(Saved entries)
■ ■ ■
use thiserror::Error;

#[derive(Debug, Clone, PartialEq, Error)]
pub enum TerrainError {
    #[error("invalid grid dimensions {width}x{height}")]
    InvalidDimensions { width: usize, height: usize },

    #[error("expected {expected} samples, got {actual}")]
    SampleCountMismatch { expected: usize, actual: usize },

    #[error("sample {index} is not a finite number")]
    NonFiniteSample { index: usize },

    #[error("horizontal spacing must be positive and finite, got {0}")]
    InvalidSpacing(f32),

    #[error("parameter `{name}` has invalid value {value}")]
    InvalidParameter { name: &'static str, value: f32 },
}

#[derive(Debug, Clone, PartialEq, Error)]
pub enum PathError {
    #[error("path has no waypoints")]
    EmptyPath,

    #[error("line {line}: `{token}` is not a number")]
    InvalidNumber { line: usize, token: String },

    #[error("line {line}: waypoint has {values} value(s), expected 3")]
    IncompleteWaypoint { line: usize, values: usize },
}

#[derive(Debug, Clone, PartialEq, Error)]
pub enum ConfigError {
    #[error("setting `{name}` has invalid value {value}")]
    InvalidSetting { name: &'static str, value: f32 },
}

#[derive(Debug, Error)]
pub enum SimulationError {
    #[error(transparent)]
    Terrain(#[from] TerrainError),

    #[error(transparent)]
    Path(#[from] PathError),
}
■ ■ ■
AIM OF THE TASK
Give back, unchanged, every line from the one with "pub enum SimulationError" to the end of the entries above.

WRITTEN REPLY
pub enum SimulationError {
    #[error(transparent)]
    Terrain(#[from] TerrainError),

    #[error(transparent)]
    Path(#[from] PathError),
}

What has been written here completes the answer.